● **TASK DETAILS**:
Which of the lines in the data below contain the string "readable"? Copy each of them.

Stored data entries
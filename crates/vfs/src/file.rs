//! 文件句柄层
//!
//! [`File`] 是一次 open 产生的会话：读写位置、由访问模式得到的读写能力、
//! 自己的引用计数（`dup` 增加），以及驱动在 `open` 时给出的 [`FileOps`]。
//! File 不直接持有 Inode，而是记住 `(dev, index)`，需要时回 Inode Store 查找；
//! Inode 的存活由 open 时增加的引用计数保证。

use alloc::sync::Arc;
use alloc::vec::Vec;
use core::fmt;

use sync::SpinLock;
use uapi::fcntl::{OpenFlags, SeekWhence};
use uapi::fs::Dirent;

use crate::{FileMode, FsError, Inode, InodeId, InodeType, Vfs};

/// 驱动提供的文件级操作（file-operations）
///
/// `offset` 是调用时 File 的读写位置；流式设备可以忽略它。
pub trait FileOps: Send + Sync {
    /// 从 `offset` 处读取
    fn read(&self, _offset: usize, _buf: &mut [u8]) -> Result<usize, FsError> {
        Err(FsError::InvalidArgument)
    }

    /// 在 `offset` 处写入
    fn write(&self, _offset: usize, _buf: &[u8]) -> Result<usize, FsError> {
        Err(FsError::InvalidArgument)
    }

    /// 原生截断；返回 [`FsError::NotSupported`] 时 VFS 使用通用的读-补零-重写实现
    fn truncate(&self, _len: usize) -> Result<(), FsError> {
        Err(FsError::NotSupported)
    }

    /// 最后一个引用关闭时调用
    fn close(&self) {}

    /// `clone_file` 复制句柄时调用，用于端点计数等簿记
    fn on_clone(&self) -> Result<(), FsError> {
        Ok(())
    }

    /// 设备特定的控制操作
    fn ioctl(&self, _request: u32, _arg: usize) -> Result<isize, FsError> {
        Err(FsError::NotSupported)
    }
}

struct FileState {
    pos: usize,
    refs: usize,
}

/// 打开的文件
pub struct File {
    id: InodeId,
    flags: OpenFlags,
    state: SpinLock<FileState>,
    ops: Option<Arc<dyn FileOps>>,
}

impl fmt::Debug for File {
    fn fmt(&self, f: &mut fmt::Formatter<'_>) -> fmt::Result {
        let state = self.state.lock();
        f.debug_struct("File")
            .field("inode", &self.id)
            .field("flags", &self.flags)
            .field("pos", &state.pos)
            .field("refs", &state.refs)
            .finish()
    }
}

impl File {
    fn new(id: InodeId, flags: OpenFlags, pos: usize, ops: Option<Arc<dyn FileOps>>) -> Self {
        Self {
            id,
            flags,
            state: SpinLock::new(FileState { pos, refs: 1 }),
            ops,
        }
    }

    /// 所指 Inode 的身份
    pub fn inode_id(&self) -> InodeId {
        self.id
    }

    /// 打开标志
    pub fn flags(&self) -> OpenFlags {
        self.flags
    }

    /// 是否可读
    pub fn readable(&self) -> bool {
        self.flags.readable()
    }

    /// 是否可写
    pub fn writable(&self) -> bool {
        self.flags.writable()
    }

    /// 当前读写位置
    pub fn position(&self) -> usize {
        self.state.lock().pos
    }

    /// 句柄引用计数
    pub fn ref_count(&self) -> usize {
        self.state.lock().refs
    }

    /// 是否已经完全关闭
    pub fn is_closed(&self) -> bool {
        self.ref_count() == 0
    }

    /// 读出位置，句柄已关闭时失败
    fn live_pos(&self) -> Result<usize, FsError> {
        let state = self.state.lock();
        if state.refs == 0 {
            return Err(FsError::BadFileDescriptor);
        }
        Ok(state.pos)
    }

    fn set_pos(&self, pos: usize) {
        self.state.lock().pos = pos;
    }
}

impl Vfs {
    /// 按路径打开文件
    ///
    /// `mode` 只在 `O_CREAT` 创建新文件时使用。
    pub fn open(&self, path: &str, flags: OpenFlags, mode: FileMode) -> Result<Arc<File>, FsError> {
        if !flags.is_valid_access() {
            return Err(FsError::InvalidArgument);
        }

        let tnode = match self.resolve(path) {
            Ok(tnode) => {
                if flags.contains(OpenFlags::O_CREAT | OpenFlags::O_EXCL) {
                    return Err(FsError::AlreadyExists);
                }
                tnode
            }
            Err(FsError::NotFound) if flags.contains(OpenFlags::O_CREAT) => {
                self.create(path, mode)?
            }
            Err(e) => return Err(e),
        };

        if flags.contains(OpenFlags::O_DIRECTORY) && !tnode.inode().is_dir() {
            return Err(FsError::NotDirectory);
        }
        self.open_inode(tnode.inode(), flags)
    }

    /// 打开一个已解析的 Inode
    pub fn open_inode(&self, inode: &Arc<Inode>, flags: OpenFlags) -> Result<Arc<File>, FsError> {
        if inode.is_dir() && flags.writable() {
            return Err(FsError::IsDirectory);
        }

        let ops = match inode.ops().open(inode, flags) {
            Ok(ops) => ops,
            Err(e) => {
                self.store.put(inode);
                return Err(e);
            }
        };
        inode.inc_ref();
        let pos = if flags.contains(OpenFlags::O_APPEND) {
            inode.size()
        } else {
            0
        };
        let file = Arc::new(File::new(inode.id(), flags, pos, ops));
        self.store.put(inode);

        if flags.contains(OpenFlags::O_TRUNC) && flags.writable() && inode.kind() == InodeType::File {
            if let Err(e) = self.truncate(&file, 0) {
                self.close(&file)?;
                return Err(e);
            }
        }
        Ok(file)
    }

    /// 从当前位置读取
    ///
    /// 普通文件的读取不会越过 Inode 的长度。没有驱动文件操作的目录
    /// 使用默认的目录读取器，每次返回一条 [`Dirent`]。
    pub fn read(&self, file: &File, buf: &mut [u8]) -> Result<usize, FsError> {
        let pos = file.live_pos()?;
        if !file.readable() {
            return Err(FsError::BadFileDescriptor);
        }
        let inode = self.inode_of(file.id)?;

        let Some(ops) = &file.ops else {
            if inode.is_dir() {
                return self.read_dir_entry(file, &inode, pos, buf);
            }
            return Err(FsError::InvalidArgument);
        };

        let buf = if inode.kind() == InodeType::File {
            let avail = inode.size().saturating_sub(pos);
            let len = buf.len().min(avail);
            &mut buf[..len]
        } else {
            buf
        };
        let n = ops.read(pos, buf)?;
        file.set_pos(pos + n);
        Ok(n)
    }

    /// 在当前位置写入（`O_APPEND` 时先移到末尾）
    pub fn write(&self, file: &File, buf: &[u8]) -> Result<usize, FsError> {
        let mut pos = file.live_pos()?;
        if !file.writable() {
            return Err(FsError::BadFileDescriptor);
        }
        let inode = self.inode_of(file.id)?;
        let ops = file.ops.as_ref().ok_or(FsError::InvalidArgument)?;

        let regular = inode.kind() == InodeType::File;
        if regular && file.flags.contains(OpenFlags::O_APPEND) {
            pos = inode.size();
        }
        let n = ops.write(pos, buf)?;
        if regular {
            inode.grow_to(pos + n);
        }
        file.set_pos(pos + n);
        Ok(n)
    }

    /// 移动读写位置，结果必须落在 `0..=长度` 之内
    pub fn seek(&self, file: &File, offset: isize, whence: SeekWhence) -> Result<usize, FsError> {
        let pos = file.live_pos()?;
        let inode = self.inode_of(file.id)?;
        let size = inode.size();
        let base = match whence {
            SeekWhence::Set => 0,
            SeekWhence::Cur => pos,
            SeekWhence::End => size,
        };
        let new_pos = base
            .checked_add_signed(offset)
            .ok_or(FsError::InvalidArgument)?;
        if new_pos > size {
            return Err(FsError::InvalidArgument);
        }
        file.set_pos(new_pos);
        Ok(new_pos)
    }

    /// 关闭一个引用；最后一个引用关闭时调用驱动 `close` 并释放 Inode
    pub fn close(&self, file: &File) -> Result<(), FsError> {
        let last = {
            let mut state = file.state.lock();
            if state.refs == 0 {
                return Err(FsError::BadFileDescriptor);
            }
            state.refs -= 1;
            state.refs == 0
        };
        if !last {
            return Ok(());
        }

        if let Some(ops) = &file.ops {
            ops.close();
        }
        let inode = self.inode_of(file.id)?;
        self.release(&inode);
        Ok(())
    }

    /// 复制描述符：同一个 File，引用计数加一
    pub fn dup(&self, file: &Arc<File>) -> Result<Arc<File>, FsError> {
        let mut state = file.state.lock();
        if state.refs == 0 {
            return Err(FsError::BadFileDescriptor);
        }
        state.refs += 1;
        drop(state);
        Ok(file.clone())
    }

    /// 复制整个句柄（fork 时复制描述符表）
    ///
    /// 新 File 拷贝位置与能力，Inode 引用计数加一，驱动的 `on_clone` 负责自身簿记。
    pub fn clone_file(&self, file: &File) -> Result<Arc<File>, FsError> {
        let pos = file.live_pos()?;
        let inode = self.inode_of(file.id)?;
        if let Some(ops) = &file.ops {
            ops.on_clone()?;
        }
        inode.inc_ref();
        Ok(Arc::new(File::new(file.id, file.flags, pos, file.ops.clone())))
    }

    /// 截断或扩展文件到 `len` 字节，不改变读写位置
    pub fn truncate(&self, file: &File, len: usize) -> Result<(), FsError> {
        file.live_pos()?;
        if !file.writable() {
            return Err(FsError::InvalidArgument);
        }
        let inode = self.inode_of(file.id)?;
        if inode.is_dir() {
            return Err(FsError::IsDirectory);
        }
        // 管道与字符设备是流，没有长度可改
        if inode.kind() != InodeType::File {
            return Err(FsError::InvalidArgument);
        }
        let ops = file.ops.as_ref().ok_or(FsError::InvalidArgument)?;

        match ops.truncate(len) {
            Ok(()) => {}
            Err(FsError::NotSupported) => truncate_by_rewrite(&**ops, &inode, len)?,
            Err(e) => return Err(e),
        }
        inode.set_size(len);
        Ok(())
    }

    /// 先交给文件操作，不支持时再交给节点操作
    pub fn ioctl(&self, file: &File, request: u32, arg: usize) -> Result<isize, FsError> {
        file.live_pos()?;
        if let Some(ops) = &file.ops {
            match ops.ioctl(request, arg) {
                Err(FsError::NotSupported) => {}
                result => return result,
            }
        }
        let inode = self.inode_of(file.id)?;
        inode.ops().ioctl(request, arg)
    }

    /// 默认目录读取器
    ///
    /// 位置是游标：0 为 "."，1 为 ".."，其后是缓存的子项，最后是挂载点。
    fn read_dir_entry(
        &self,
        file: &File,
        inode: &Arc<Inode>,
        pos: usize,
        buf: &mut [u8],
    ) -> Result<usize, FsError> {
        if buf.len() < Dirent::SIZE {
            return Err(FsError::InvalidArgument);
        }

        let id = inode.id();
        let entry = match pos {
            0 => Dirent::new(id.dev, id.index, ".").ok_or(FsError::NameTooLong)?,
            1 => {
                let parent = inode.parent().ok_or(FsError::NotFound)?;
                let pid = parent.inode().id();
                Dirent::new(pid.dev, pid.index, "..").ok_or(FsError::NameTooLong)?
            }
            n => {
                let dir = self.tnode_of(inode)?;
                self.populate(&dir)?;
                let children = inode.cached_children();
                let k = n - 2;
                if let Some(child) = children.get(k) {
                    let cid = child.inode().id();
                    Dirent::new(cid.dev, cid.index, child.name())
                        .ok_or(FsError::NameTooLong)?
                } else {
                    let mounts = inode.mounts();
                    let mount = mounts.get(k - children.len()).ok_or(FsError::NotFound)?;
                    let mid = mount.root().inode().id();
                    Dirent::new(mid.dev, mid.index, mount.name())
                        .ok_or(FsError::NameTooLong)?
                }
            }
        };

        let n = entry.write_to(buf).ok_or(FsError::InvalidArgument)?;
        file.set_pos(pos + 1);
        Ok(n)
    }
}

/// 通用截断：读出前 `len` 字节（不足补零），再从头整体重写
///
/// 不是原子操作：中途失败会留下部分重写的内容。缩短时驱动里超出部分的
/// 数据仍在，但 VFS 以 Inode 长度为界，读取不会越过新长度。
fn truncate_by_rewrite(ops: &dyn FileOps, inode: &Inode, len: usize) -> Result<(), FsError> {
    let mut content = Vec::new();
    content.try_reserve_exact(len)?;
    content.resize(len, 0u8);

    let keep = len.min(inode.size());
    let mut done = 0;
    while done < keep {
        let n = ops.read(done, &mut content[done..keep])?;
        if n == 0 {
            break;
        }
        done += n;
    }

    let mut written = 0;
    while written < len {
        let n = ops.write(written, &content[written..])?;
        if n == 0 {
            return Err(FsError::NoSpace);
        }
        written += n;
    }
    log::debug!(
        "vfs: truncated inode {:?} to {} bytes by rewrite",
        inode.id(),
        len
    );
    Ok(())
}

● **TASK ANSWER**:
    pub fn readable(&self) -> bool {
        self.flags.readable()
        if !file.readable() {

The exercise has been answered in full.